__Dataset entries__
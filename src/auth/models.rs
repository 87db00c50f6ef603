//! Data models for users, access tokens and request authentication context.

use chrono::{DateTime, Duration, Utc};
use serde::{Deserialize, Serialize};
use thiserror::Error;

use crate::domain::{TokenId, UserId};
use crate::errors::Error;

/// A registered principal. The credential hash is kept by the store and never
/// leaves it inside this type.
#[derive(Debug, Clone, PartialEq, Eq, Serialize, Deserialize)]
#[serde(rename_all = "camelCase")]
pub struct User {
    pub id: UserId,
    pub email: String,
    pub created: DateTime<Utc>,
}

impl User {
    /// Normalize email to lowercase for consistent storage and comparison.
    pub fn normalize_email(email: &str) -> String {
        email.trim().to_lowercase()
    }
}

/// New user storage payload.
#[derive(Debug, Clone)]
pub struct NewUser {
    pub id: UserId,
    pub email: String,
    pub password_hash: String,
}

/// Bearer credential bound to a user.
#[derive(Debug, Clone, PartialEq, Eq, Serialize, Deserialize)]
#[serde(rename_all = "camelCase")]
pub struct AccessToken {
    pub id: TokenId,
    pub user_id: UserId,
    /// Lifetime in seconds; [`AccessToken::ETERNAL_TTL`] never expires.
    pub ttl: i64,
    /// Granted scopes. Empty means default access.
    pub scopes: Vec<String>,
    pub created: DateTime<Utc>,
}

impl AccessToken {
    pub const ETERNAL_TTL: i64 = -1;

    /// Expiry instant, or `None` for tokens that never expire.
    ///
    /// A ttl reaching past the range of `DateTime<Utc>` also yields `None`.
    pub fn expires_at(&self) -> Option<DateTime<Utc>> {
        if self.ttl == Self::ETERNAL_TTL {
            return None;
        }
        Duration::try_seconds(self.ttl).and_then(|ttl| self.created.checked_add_signed(ttl))
    }

    pub fn is_expired_at(&self, now: DateTime<Utc>) -> bool {
        self.expires_at().is_some_and(|expiry| expiry < now)
    }
}

/// Request-scoped authentication context.
///
/// Requests without an `Authorization` header get an anonymous context holding
/// no scopes and no user; an empty scope set counts as `DEFAULT`.
#[derive(Debug, Clone, PartialEq, Eq)]
pub struct AuthContext {
    pub token_id: Option<TokenId>,
    pub user_id: Option<UserId>,
    scopes: Vec<String>,
}

impl AuthContext {
    pub fn anonymous() -> Self {
        Self { token_id: None, user_id: None, scopes: Vec::new() }
    }

    pub fn from_token(token: &AccessToken) -> Self {
        Self {
            token_id: Some(token.id.clone()),
            user_id: Some(token.user_id.clone()),
            scopes: token.scopes.clone(),
        }
    }

    pub fn is_authenticated(&self) -> bool {
        self.user_id.is_some()
    }

    pub fn is_owner(&self, user_id: &UserId) -> bool {
        self.user_id.as_ref() == Some(user_id)
    }

    pub fn scopes(&self) -> &[String] {
        &self.scopes
    }
}

/// Errors returned by authentication middleware and services.
#[derive(Debug, Error)]
pub enum AuthError {
    #[error("unauthorized: malformed authorization header")]
    MalformedBearer,
    #[error("unauthorized: access token not found")]
    TokenNotFound,
    #[error("unauthorized: access token expired")]
    ExpiredToken,
    #[error("unauthorized: access token lacks the scopes required by this method")]
    InsufficientScope,
    #[error("unauthorized: authentication required")]
    NotAuthenticated,
    #[error("unauthorized: caller does not own this resource")]
    NotOwner,
    #[error("login failed")]
    LoginFailed,
    #[error(transparent)]
    Persistence(#[from] Error),
}

impl AuthError {
    /// Short machine-readable reason, used for metrics labels.
    pub fn reason(&self) -> &'static str {
        match self {
            AuthError::MalformedBearer => "malformed",
            AuthError::TokenNotFound => "not_found",
            AuthError::ExpiredToken => "expired",
            AuthError::InsufficientScope => "insufficient_scope",
            AuthError::NotAuthenticated => "not_authenticated",
            AuthError::NotOwner => "not_owner",
            AuthError::LoginFailed => "login_failed",
            AuthError::Persistence(_) => "error",
        }
    }
}
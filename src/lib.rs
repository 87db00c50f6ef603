//! # tokenscope
//!
//! A user and access-token service whose HTTP methods are guarded by token
//! scopes.
//!
//! Every remote method declares the scopes it accepts. A request is allowed
//! when the scopes of the caller's access token intersect the method's scopes,
//! with an empty scope set on either side standing for `DEFAULT`.
//!
//! ```text
//! Authorization header → AuthService → AuthContext
//!                                          ↓
//!                    RemoteMethod guard (scopes, principal) → handler
//! ```
//!
//! ## Example Usage
//!
//! ```rust,no_run
//! use tokenscope::{api::{build_router, start_api_server, ApiState}, AppConfig, Result};
//!
//! #[tokio::main]
//! async fn main() -> Result<()> {
//!     let config = AppConfig::from_env()?;
//!     let router = build_router(ApiState::from_config(&config)?)?;
//!     start_api_server(&config.server, router).await
//! }
//! ```

pub mod api;
pub mod auth;
pub mod config;
pub mod domain;
pub mod errors;
pub mod observability;
pub mod remoting;
pub mod storage;

pub use config::AppConfig;
pub use errors::{Error, Result};

/// Application version from Cargo.toml
pub const VERSION: &str = env!("CARGO_PKG_VERSION");

/// Application name from Cargo.toml
pub const APP_NAME: &str = env!("CARGO_PKG_NAME");
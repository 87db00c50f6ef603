pub mod health;
pub mod users;

pub use health::health_handler;
pub use users::{
    create_access_token_handler, create_user_handler, find_user_handler, login_handler,
    logout_handler, scoped_handler,
};
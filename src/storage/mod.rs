//! # Storage and Persistence
//!
//! Users and access tokens live in process memory behind repository traits.
//! Services depend on the traits only.

pub mod repositories;

pub use repositories::{
    AccessTokenRepository, InMemoryAccessTokenRepository, InMemoryUserRepository, UserRepository,
};
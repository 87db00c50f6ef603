//! # Configuration Management
//!
//! Layered configuration: built-in defaults, then an optional TOML file, then
//! `TOKENSCOPE_*` environment variables (`__` separates nested keys, e.g.
//! `TOKENSCOPE_SERVER__PORT=8080`).

mod settings;

pub use settings::{AppConfig, AuthConfig, ObservabilityConfig, ServerConfig};

use std::path::Path;

use crate::errors::Result;

/// Environment variable prefix for configuration overrides
pub const ENV_PREFIX: &str = "TOKENSCOPE";

impl AppConfig {
    /// Load configuration from defaults, an optional file and the environment.
    pub fn load(path: Option<&Path>) -> Result<Self> {
        let defaults = config::Config::try_from(&AppConfig::default())?;
        let mut builder = config::Config::builder().add_source(defaults);

        if let Some(path) = path {
            builder = builder.add_source(config::File::from(path).required(true));
        }

        builder = builder.add_source(
            config::Environment::with_prefix(ENV_PREFIX)
                .prefix_separator("_")
                .separator("__")
                .list_separator(",")
                .with_list_parse_key("auth.scoped_method_scopes")
                .try_parsing(true),
        );

        let config: AppConfig = builder.build()?.try_deserialize()?;
        config.validate()?;
        Ok(config)
    }

    /// Load configuration from defaults and the environment only
    pub fn from_env() -> Result<Self> {
        Self::load(None)
    }
}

__EXERCISE REQUIREMENTS__
To complete the exercise, print all of the entries exactly.

__YOUR RESPONSE__
filename src/auth/models.rs
repository 87db00c50f6ef603
//! Data models for users, access tokens and request authentication context.

use chrono::{DateTime, Duration, Utc};
use serde::{Deserialize, Serialize};
use thiserror::Error;

use crate::domain::{TokenId, UserId};
use crate::errors::Error;

/// A registered principal. The credential hash is kept by the store and never
/// leaves it inside this type.
#[derive(Debug, Clone, PartialEq, Eq, Serialize, Deserialize)]
#[serde(rename_all = "camelCase")]
pub struct User {
    pub id: UserId,
    pub email: String,
    pub created: DateTime<Utc>,
}

impl User {
    /// Normalize email to lowercase for consistent storage and comparison.
    pub fn normalize_email(email: &str) -> String {
        email.trim().to_lowercase()
    }
}

/// New user storage payload.
#[derive(Debug, Clone)]
pub struct NewUser {
    pub id: UserId,
    pub email: String,
    pub password_hash: String,
}

/// Bearer credential bound to a user.
#[derive(Debug, Clone, PartialEq, Eq, Serialize, Deserialize)]
#[serde(rename_all = "camelCase")]
pub struct AccessToken {
    pub id: TokenId,
    pub user_id: UserId,
    /// Lifetime in seconds; [`AccessToken::ETERNAL_TTL`] never expires.
    pub ttl: i64,
    /// Granted scopes. Empty means default access.
    pub scopes: Vec<String>,
    pub created: DateTime<Utc>,
}

impl AccessToken {
    pub const ETERNAL_TTL: i64 = -1;

    /// Expiry instant, or `None` for tokens that never expire.
    ///
    /// A ttl reaching past the range of `DateTime<Utc>` also yields `None`.
    pub fn expires_at(&self) -> Option<DateTime<Utc>> {
        if self.ttl == Self::ETERNAL_TTL {
            return None;
        }
        Duration::try_seconds(self.ttl).and_then(|ttl| self.created.checked_add_signed(ttl))
    }

    pub fn is_expired_at(&self, now: DateTime<Utc>) -> bool {
        self.expires_at().is_some_and(|expiry| expiry < now)
    }
}

/// Request-scoped authentication context.
///
/// Requests without an `Authorization` header get an anonymous context holding
/// no scopes and no user; an empty scope set counts as `DEFAULT`.
#[derive(Debug, Clone, PartialEq, Eq)]
pub struct AuthContext {
    pub token_id: Option<TokenId>,
    pub user_id: Option<UserId>,
    scopes: Vec<String>,
}

impl AuthContext {
    pub fn anonymous() -> Self {
        Self { token_id: None, user_id: None, scopes: Vec::new() }
    }

    pub fn from_token(token: &AccessToken) -> Self {
        Self {
            token_id: Some(token.id.clone()),
            user_id: Some(token.user_id.clone()),
            scopes: token.scopes.clone(),
        }
    }

    pub fn is_authenticated(&self) -> bool {
        self.user_id.is_some()
    }

    pub fn is_owner(&self, user_id: &UserId) -> bool {
        self.user_id.as_ref() == Some(user_id)
    }

    pub fn scopes(&self) -> &[String] {
        &self.scopes
    }
}

/// Errors returned by authentication middleware and services.
#[derive(Debug, Error)]
pub enum AuthError {
    #[error("unauthorized: malformed authorization header")]
    MalformedBearer,
    #[error("unauthorized: access token not found")]
    TokenNotFound,
    #[error("unauthorized: access token expired")]
    ExpiredToken,
    #[error("unauthorized: access token lacks the scopes required by this method")]
    InsufficientScope,
    #[error("unauthorized: authentication required")]
    NotAuthenticated,
    #[error("unauthorized: caller does not own this resource")]
    NotOwner,
    #[error("login failed")]
    LoginFailed,
    #[error(transparent)]
    Persistence(#[from] Error),
}

impl AuthError {
    /// Short machine-readable reason, used for metrics labels.
    pub fn reason(&self) -> &'static str {
        match self {
            AuthError::MalformedBearer => "malformed",
            AuthError::TokenNotFound => "not_found",
            AuthError::ExpiredToken => "expired",
            AuthError::InsufficientScope => "insufficient_scope",
            AuthError::NotAuthenticated => "not_authenticated",
            AuthError::NotOwner => "not_owner",
            AuthError::LoginFailed => "login_failed",
            AuthError::Persistence(_) => "error",
        }
    }
}
filename src/lib.rs
repository 87db00c50f6ef603
//! # tokenscope
//!
//! A user and access-token service whose HTTP methods are guarded by token
//! scopes.
//!
//! Every remote method declares the scopes it accepts. A request is allowed
//! when the scopes of the caller's access token intersect the method's scopes,
//! with an empty scope set on either side standing for `DEFAULT`.
//!
//! ```text
//! Authorization header → AuthService → AuthContext
//!                                          ↓
//!                    RemoteMethod guard (scopes, principal) → handler
//! ```
//!
//! ## Example Usage
//!
//! ```rust,no_run
//! use tokenscope::{api::{build_router, start_api_server, ApiState}, AppConfig, Result};
//!
//! #[tokio::main]
//! async fn main() -> Result<()> {
//!     let config = AppConfig::from_env()?;
//!     let router = build_router(ApiState::from_config(&config)?)?;
//!     start_api_server(&config.server, router).await
//! }
//! ```

pub mod api;
pub mod auth;
pub mod config;
pub mod domain;
pub mod errors;
pub mod observability;
pub mod remoting;
pub mod storage;

pub use config::AppConfig;
pub use errors::{Error, Result};

/// Application version from Cargo.toml
pub const VERSION: &str = env!("CARGO_PKG_VERSION");

/// Application name from Cargo.toml
pub const APP_NAME: &str = env!("CARGO_PKG_NAME");
repository 87db00c50f6ef603
pub mod health;
pub mod users;

pub use health::health_handler;
pub use users::{
    create_access_token_handler, create_user_handler, find_user_handler, login_handler,
    logout_handler, scoped_handler,
};
filename src/storage/mod.rs
//! # Storage and Persistence
//!
//! Users and access tokens live in process memory behind repository traits.
//! Services depend on the traits only.

pub mod repositories;

pub use repositories::{
    AccessTokenRepository, InMemoryAccessTokenRepository, InMemoryUserRepository, UserRepository,
};
repository 87db00c50f6ef603
//! # Configuration Management
//!
//! Layered configuration: built-in defaults, then an optional TOML file, then
//! `TOKENSCOPE_*` environment variables (`__` separates nested keys, e.g.
//! `TOKENSCOPE_SERVER__PORT=8080`).

mod settings;

pub use settings::{AppConfig, AuthConfig, ObservabilityConfig, ServerConfig};

use std::path::Path;

use crate::errors::Result;

/// Environment variable prefix for configuration overrides
pub const ENV_PREFIX: &str = "TOKENSCOPE";

impl AppConfig {
    /// Load configuration from defaults, an optional file and the environment.
    pub fn load(path: Option<&Path>) -> Result<Self> {
        let defaults = config::Config::try_from(&AppConfig::default())?;
        let mut builder = config::Config::builder().add_source(defaults);

        if let Some(path) = path {
            builder = builder.add_source(config::File::from(path).required(true));
        }

        builder = builder.add_source(
            config::Environment::with_prefix(ENV_PREFIX)
                .prefix_separator("_")
                .separator("__")
                .list_separator(",")
                .with_list_parse_key("auth.scoped_method_scopes")
                .try_parsing(true),
        );

        let config: AppConfig = builder.build()?.try_deserialize()?;
        config.validate()?;
        Ok(config)
    }

    /// Load configuration from defaults and the environment only
    pub fn from_env() -> Result<Self> {
        Self::load(None)
    }
}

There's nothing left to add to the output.